Por la vía romana Fillera-Pirineo (y III)

 

            El concejo de  Villanueva de Arce es el pueblo más alto del Valle, a 780 metros de altitud, bajo el Corona, con ocho casas históricas, altas y blancas, arremolinadas en torno a la iglesita de San Andrés, de origen medieval pero muy arreglada en el siglo XIX, y media docena de edificios posteriores, exentas, a un tiro de ballesta, hacia el sur, cerca de las faldas de un montecillo. Dos niños juegan con un balón en el rebote.

Seguimos hasta Arrieta, el concejo paralelo a Villanueva,  con una docena más de habitantes. El caserío, con ocho casas históricas, muy renovadas, se  extiende a los dos lados de un prado, donde pasta una yegua negra, y de una plaza o anchurón, ocupado en buena parte por la huerta abandonada y cercada del palacio de Marterena, donde todavía lucen unos perales y membrilleros, y  sobre todo unos lilos.  Sobresale la torre del palacio de cabo de armería, de los viejos Urniza -un jabalí bajo un roble, como en el escudo de Aezkoa-, de tres alturas y ventanas geminadas, adosada a dos edificios góticos más bajos, hoy remodelados y utilizados como Centro de yoga y meditación y baños de bosque. A la iglesia de San Lorenzo, plantada en el extremo occidental del poblado se sube por unas escaleras que llevan al atrio exterior más florido y arbolado de todas las iglesia de Navarra. Una fuente con un chorro de agua permanente en medio de la plaza, es la música más agradable en este día de calor, impropio de un inicio de mayo.

Volvemos a la carretera principal, y subimos hacia el caserío Imizcoz, debajo  del monte Jaundonejakue (Señor Santiago, por una antigua ermita), ¡que aquí dicen Juan del Saco! Pero seguimos  por una pista forestal hasta Gorraitz, seis kilómetros adelante, lugar escondido entre el Elke y el Pausaran, de cuatro casas históricas, despoblado en los últimos sesenta, y hoy con cinco viviendas rehechas, retejadas y renovadas, en medio de una lujuriante vegetación, donde están empadronadas de seis a diez personas. Desde aquí hay otra pista, pero no asfaltada, que  llega hasta a Oroz Betelu. En frente, tenemos el macizo de Baigura, de casi 1.500 metros. En un raso vecino pastan unas yeguas.
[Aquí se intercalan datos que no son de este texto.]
//! The built-in demo workflow.
//!
//! A small data-entry flow: greet the user, offer a command menu, and
//! branch into an option sub-machine, a mock file-processing state, and a
//! report state. Exercises input requests, carry payloads, sub-machine
//! composition, and parent transitions.

use anyhow::Result;
use serde_json::json;
use weft::{
    ConsoleHost, Driver, Engine, Instruction, Machine, Routine, RoutineInput, RoutineRegistry,
    Step, script,
};
use weft_config::ConfigLoader;

pub fn run(debug: bool) -> Result<()> {
    let config = ConfigLoader::new().load_or_default();

    let mut engine = Engine::new(demo_machine()?, demo_registry())?;
    let mut driver = Driver::new(ConsoleHost::new())
        .with_debug(debug || config.run.debug)
        .with_transition_banners(config.console.transition_banners);
    driver.run(&mut engine)?;
    Ok(())
}

fn demo_machine() -> Result<Machine> {
    let options = Machine::builder()
        .transition("__start__", "pick")
        .guarded("pick", "act_one", "1")
        .guarded("pick", "act_two", "2")
        .transition("act_one", "__end__")
        .transition("act_two", "__end__")
        .build()?;

    let machine = Machine::builder()
        .transition("__start__", "__start__")
        .transition("__start__", "menu")
        .sub_machine("options", options)
        .transition("menu", "options")
        .transition("menu", "process")
        .transition("menu", "report")
        .transition("menu", "menu")
        .transition("menu", "__end__")
        .transition("options", "menu")
        .transition("process", "menu")
        .transition("report", "menu")
        .build()?;

    Ok(machine)
}

fn demo_registry() -> RoutineRegistry {
    RoutineRegistry::new()
        .register("__start__", |_| Box::new(GreetRoutine::default()))
        .register("menu", |input| Box::new(MenuRoutine::new(&input)))
        .register("options/__start__", |input| {
            let payload = input.payload.unwrap_or_else(|| json!({}));
            Box::new(script([Instruction::transition_with("pick", payload)]))
        })
        .register("options/pick", |input| Box::new(PickRoutine::new(&input)))
        .register("options/act_one", |input| {
            let user = user_name(&input);
            Box::new(script([
                Instruction::notify(format!("Performing option 1 action for {user}...")),
                Instruction::custom(
                    "option_one_task_started",
                    json!({"task_id": 123, "user": user.clone()}),
                ),
                Instruction::notify_level("success", "Option 1 action completed."),
                Instruction::parent_transition_with("menu", json!({"user_name": user})),
            ]))
        })
        .register("options/act_two", |input| {
            let user = user_name(&input);
            Box::new(script([
                Instruction::notify_level(
                    "warning",
                    format!("Initiating option 2 action for {user}... (simulating an issue)"),
                ),
                Instruction::error_with(
                    format!("Error encountered during option 2 action for {user}!"),
                    json!({"user": user.clone(), "error_code": "OPT2-ERR-500"}),
                ),
                Instruction::parent_transition_with("menu", json!({"user_name": user})),
            ]))
        })
        .register("process", |input| Box::new(ProcessRoutine::new(&input)))
        .register("report", |input| {
            let user = user_name(&input);
            Box::new(script([
                Instruction::notify(format!("Generating report for {user}...")),
                Instruction::custom(
                    "report_generated",
                    json!({"user": user, "report_type": "Summary"}),
                ),
                Instruction::notify_level("success", "Report generated."),
                Instruction::transition_with("menu", json!({"user_name": user})),
            ]))
        })
}

fn user_name(input: &RoutineInput) -> String {
    input
        .payload
        .as_ref()
        .and_then(|payload| payload.get("user_name"))
        .and_then(|value| value.as_str())
        .unwrap_or("Unknown User")
        .to_string()
}

// ============================================================================
// Routines
// ============================================================================

/// `__start__`: welcome the user and collect a name; empty input retries.
#[derive(Default)]
struct GreetRoutine {
    step: u8,
    name: String,
}

impl Routine for GreetRoutine {
    fn advance(&mut self, reply: Option<String>) -> Result<Step, anyhow::Error> {
        self.step += 1;
        Ok(match self.step {
            1 => Step::Yield(Instruction::debug(
                "state_enter",
                "Entering __start__: initializing workflow",
            )),
            2 => Step::Yield(Instruction::notify("Welcome to the weft demo workflow!")),
            3 => Step::Yield(Instruction::request_input("Please enter your name:")),
            4 => {
                self.name = reply.unwrap_or_default().trim().to_string();
                if self.name.is_empty() {
                    Step::Yield(Instruction::warning("No name entered. Please try again."))
                } else {
                    Step::Yield(Instruction::notify(format!(
                        "Hello, {}! Workflow initialized.",
                        self.name
                    )))
                }
            }
            5 => {
                if self.name.is_empty() {
                    Step::Yield(Instruction::transition("__start__"))
                } else {
                    Step::Yield(Instruction::transition_with(
                        "menu",
                        json!({"user_name": self.name}),
                    ))
                }
            }
            _ => Step::Done,
        })
    }
}

#[derive(Clone)]
enum MenuChoice {
    Options,
    Process,
    Report,
    Quit,
    Invalid(String),
}

/// `menu`: dispatch on a typed command.
struct MenuRoutine {
    step: u8,
    user: String,
    choice: Option<MenuChoice>,
}

impl MenuRoutine {
    fn new(input: &RoutineInput) -> Self {
        Self {
            step: 0,
            user: user_name(input),
            choice: None,
        }
    }

    fn payload(&self) -> serde_json::Value {
        json!({"user_name": self.user})
    }
}

impl Routine for MenuRoutine {
    fn advance(&mut self, reply: Option<String>) -> Result<Step, anyhow::Error> {
        self.step += 1;
        Ok(match self.step {
            1 => Step::Yield(Instruction::notify(format!(
                "Awaiting command from {}. Options: (options/process/report/quit)",
                self.user
            ))),
            2 => Step::Yield(Instruction::request_input(format!(
                "Enter command for {}:",
                self.user
            ))),
            3 => {
                let command = reply.unwrap_or_default().trim().to_lowercase();
                let choice = match command.as_str() {
                    "options" => MenuChoice::Options,
                    "process" => MenuChoice::Process,
                    "report" => MenuChoice::Report,
                    "quit" => MenuChoice::Quit,
                    other => MenuChoice::Invalid(other.to_string()),
                };
                self.choice = Some(choice.clone());
                match choice {
                    MenuChoice::Options => {
                        Step::Yield(Instruction::transition_with("options", self.payload()))
                    }
                    MenuChoice::Process => {
                        Step::Yield(Instruction::transition_with("process", self.payload()))
                    }
                    MenuChoice::Report => {
                        Step::Yield(Instruction::transition_with("report", self.payload()))
                    }
                    MenuChoice::Quit => Step::Yield(Instruction::notify(format!(
                        "Goodbye, {}! Ending workflow.",
                        self.user
                    ))),
                    MenuChoice::Invalid(ref command) => {
                        Step::Yield(Instruction::warning(format!(
                            "Invalid command: '{command}'. Please choose from the options."
                        )))
                    }
                }
            }
            4 => match self.choice.take() {
                Some(MenuChoice::Quit) => Step::Yield(Instruction::transition("__end__")),
                Some(MenuChoice::Invalid(_)) => {
                    Step::Yield(Instruction::transition_with("menu", self.payload()))
                }
                _ => Step::Done,
            },
            _ => Step::Done,
        })
    }
}

/// `options/pick`: choose an option action or go back to the menu.
struct PickRoutine {
    step: u8,
    user: String,
}

impl PickRoutine {
    fn new(input: &RoutineInput) -> Self {
        Self {
            step: 0,
            user: user_name(input),
        }
    }
}

impl Routine for PickRoutine {
    fn advance(&mut self, reply: Option<String>) -> Result<Step, anyhow::Error> {
        self.step += 1;
        Ok(match self.step {
            1 => Step::Yield(Instruction::notify(
                "Option actions: (1) run task (2) simulate failure (back)",
            )),
            2 => Step::Yield(Instruction::request_input("Choose an option:")),
            3 => {
                let payload = json!({"user_name": self.user});
                match reply.unwrap_or_default().trim() {
                    "1" => Step::Yield(Instruction::transition_with("act_one", payload)),
                    "2" => Step::Yield(Instruction::transition_with("act_two", payload)),
                    _ => Step::Yield(Instruction::parent_transition_with("menu", payload)),
                }
            }
            _ => Step::Done,
        })
    }
}

/// `process`: mock file processing with confirmation.
struct ProcessRoutine {
    step: u8,
    user: String,
    file: String,
}

impl ProcessRoutine {
    fn new(input: &RoutineInput) -> Self {
        Self {
            step: 0,
            user: user_name(input),
            file: String::new(),
        }
    }
}

impl Routine for ProcessRoutine {
    fn advance(&mut self, reply: Option<String>) -> Result<Step, anyhow::Error> {
        self.step += 1;
        Ok(match self.step {
            1 => Step::Yield(Instruction::notify(format!(
                "Starting data processing for {}...",
                self.user
            ))),
            2 => Step::Yield(Instruction::request_input("Enter data file name:")),
            3 => {
                self.file = reply.unwrap_or_default().trim().to_string();
                if self.file.is_empty() {
                    Step::Yield(Instruction::notify_level(
                        "warning",
                        "No file name provided. Aborting process.",
                    ))
                } else {
                    Step::Yield(Instruction::notify_level(
                        "success",
                        format!("File '{}' processed.", self.file),
                    ))
                }
            }
            4 => {
                if self.file.is_empty() {
                    Step::Yield(Instruction::transition_with(
                        "menu",
                        json!({"user_name": self.user}),
                    ))
                } else {
                    Step::Yield(Instruction::custom(
                        "file_processed",
                        json!({"file": self.file, "processed_records": 150}),
                    ))
                }
            }
            5 => Step::Yield(Instruction::request_input(format!(
                "Review result for '{}' (ok/retry):",
                self.file
            ))),
            6 => {
                let confirmed = reply.unwrap_or_default().trim().eq_ignore_ascii_case("ok");
                if confirmed {
                    Step::Yield(Instruction::notify("Processing confirmed."))
                } else {
                    Step::Yield(Instruction::notify_level(
                        "warning",
                        "Result not accepted. Returning to menu.",
                    ))
                }
            }
            7 => Step::Yield(Instruction::transition_with(
                "menu",
                json!({"user_name": self.user}),
            )),
            _ => Step::Done,
        })
    }
}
Al pie de al iglesia de San Martin, cerrada y en mal estado hace ya muchos años, el camposanto es un jardín abrumado de plantas y flores, incluidas las de los dientes de león. No vemos a nadie.

Volvemos por la misma pista y nos paramos en Imizcoz-Imizkotz. Ya era hora de volver. Hace 44 años que mi amigo el ingeniero de montes, José Antonio Larrea me trajo por estos parajes, para mi entonces desconocidos -Imizcoz, Gorraiz, Espoz, Equiza…- y sobre los que escribí un artículo titulado Por la Navarra desconocida. Y tanto.

Comienzo a decir al señor asomado a una ventana entre dos balcones de la única casa habitada que aquí… Y enseguida me conoce, y baja, y nos saludamos y no paramos de hablar. Es el ganadero Ángel García Inda, uno de los dos hijos de aquella señora, que nos atendió aquel día. Un sobrino  vive a ratos en otra casa alta, a cierta distancia. Delante de la casa tienen los hermanos un corralillo de cabras, con su cabrón, y un corderillo, al que se murió la madre y  aquí encontró quien lo amamantase.

Andamos. Nos enseña la iglesita, con sus patrones San Pedro y Santa Águeda. Celebran cada año aquí la fiesta del patrón. Delante del templo, a modo de pequeño jardín, el cementerio donde reposan los padres de Ángel y una hermana. Conoce  este hombre a todos los paisanos del Valle y de todos estos parajes, también a varios canónigos de Roncesvalles que pasaron por aquí. Por aquí también le dijo Txoperena que anduvieron los romanos buscando y explotando minas de cobre y plata.

-¡Qué reencuentro tan entrañable, por Dios!